ACTIVITY: Each line that includes the word "RootState" should be copied from the records.

[Collected data entries]
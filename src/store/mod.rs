//! Client-side application state.
//!
//! A single task owns [`RootState`] and applies [`Action`]s one at a time,
//! in the order they were dispatched. Readers see immutable snapshots through
//! a watch channel. Async work never touches state directly; it dispatches a
//! pending action and then exactly one terminal action.

mod categories;
mod controller;
mod feed;
mod slice;
mod user;

use std::time::Duration;

use thiserror::Error;
use tokio::sync::{mpsc, oneshot, watch};
use tokio::time::Instant;
use tracing::debug;

pub use categories::{Categories, CategoryAction, CategoryState};
pub use controller::FeedController;
pub use feed::{
    BoundedRing, Feed, FeedAction, FeedState, RequestToken, TOP_STORIES_CAPACITY,
    TRENDING_CAPACITY, TRENDING_VISIBLE,
};
pub use slice::AsyncSlice;
pub use user::{Theme, UserAction, UserData, UserState};

/// How long realtime and freshly fetched items stay highlighted.
pub const CLEAR_NEW_DELAY: Duration = Duration::from_secs(5);

#[derive(Debug, Clone, PartialEq)]
pub enum Action {
    Feed(FeedAction),
    Categories(CategoryAction),
    User(UserAction),
    /// Select a category and rewind the feed cursor in one step.
    SelectCategory(String),
}

impl From<FeedAction> for Action {
    fn from(action: FeedAction) -> Self {
        Action::Feed(action)
    }
}

impl From<CategoryAction> for Action {
    fn from(action: CategoryAction) -> Self {
        Action::Categories(action)
    }
}

impl From<UserAction> for Action {
    fn from(action: UserAction) -> Self {
        Action::User(action)
    }
}

#[derive(Debug, Clone, Default, PartialEq)]
pub struct RootState {
    pub feed: FeedState,
    pub categories: CategoryState,
    pub user: UserState,
}

impl RootState {
    /// Apply one action. Returns whether the feed's items changed.
    pub fn apply(&mut self, action: Action) -> bool {
        match action {
            Action::Feed(action) => self.feed.apply(action),
            Action::Categories(action) => {
                self.categories.apply(action);
                false
            }
            Action::User(action) => {
                self.user.apply(action);
                false
            }
            Action::SelectCategory(slug) => {
                self.categories.select(slug.clone());
                self.feed.select_category(slug);
                false
            }
        }
    }
}

#[derive(Error, Debug, Clone, Copy, PartialEq, Eq)]
#[error("store is no longer running")]
pub struct StoreClosed;

#[derive(Debug)]
enum Envelope {
    Apply(Action),
    /// Acknowledged once every earlier envelope has been applied.
    Flush(oneshot::Sender<()>),
}

/// Cloneable send side of the store.
#[derive(Debug, Clone)]
pub struct Dispatcher {
    sender: mpsc::UnboundedSender<Envelope>,
}

impl Dispatcher {
    pub fn dispatch(&self, action: impl Into<Action>) -> Result<(), StoreClosed> {
        self.sender
            .send(Envelope::Apply(action.into()))
            .map_err(|_| StoreClosed)
    }

    /// Wait until every action dispatched before this call is visible in
    /// the state snapshot.
    pub async fn flush(&self) -> Result<(), StoreClosed> {
        let (ack, applied) = oneshot::channel();
        self.sender
            .send(Envelope::Flush(ack))
            .map_err(|_| StoreClosed)?;
        applied.await.map_err(|_| StoreClosed)
    }
}

pub struct Store {
    dispatcher: Dispatcher,
    state: watch::Receiver<RootState>,
}

impl Store {
    /// Start the reducer task. It stops once every dispatcher is dropped.
    pub fn spawn() -> Self {
        let (sender, envelopes) = mpsc::unbounded_channel();
        let (state_tx, state) = watch::channel(RootState::default());

        tokio::spawn(run(envelopes, state_tx));

        Self {
            dispatcher: Dispatcher { sender },
            state,
        }
    }

    pub fn dispatcher(&self) -> Dispatcher {
        self.dispatcher.clone()
    }

    pub fn dispatch(&self, action: impl Into<Action>) -> Result<(), StoreClosed> {
        self.dispatcher.dispatch(action)
    }

    pub fn state(&self) -> watch::Receiver<RootState> {
        self.state.clone()
    }

    pub fn snapshot(&self) -> RootState {
        self.state.borrow().clone()
    }
}

async fn sleep_until(deadline: Option<Instant>) {
    match deadline {
        Some(deadline) => tokio::time::sleep_until(deadline).await,
        None => std::future::pending().await,
    }
}

async fn run(mut envelopes: mpsc::UnboundedReceiver<Envelope>, state: watch::Sender<RootState>) {
    // Debounced: every change to the feed items pushes the deadline back.
    let mut clear_at: Option<Instant> = None;

    loop {
        let action = tokio::select! {
            envelope = envelopes.recv() => match envelope {
                Some(Envelope::Apply(action)) => action,
                Some(Envelope::Flush(ack)) => {
                    let _ = ack.send(());
                    continue;
                }
                None => break,
            },
            _ = sleep_until(clear_at) => {
                clear_at = None;
                Action::Feed(FeedAction::ClearNewIndicators)
            }
        };

        let mut items_changed = false;
        state.send_modify(|root| items_changed = root.apply(action));

        if items_changed {
            clear_at = Some(Instant::now() + CLEAR_NEW_DELAY);
        }
    }

    debug!("Store stopped");
}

ANSWER AREA:
//! A single task owns [`RootState`] and applies [`Action`]s one at a time,
pub struct RootState {
impl RootState {
    state: watch::Receiver<RootState>,
        let (state_tx, state) = watch::channel(RootState::default());
    pub fn state(&self) -> watch::Receiver<RootState> {
    pub fn snapshot(&self) -> RootState {
async fn run(mut envelopes: mpsc::UnboundedReceiver<Envelope>, state: watch::Sender<RootState>) {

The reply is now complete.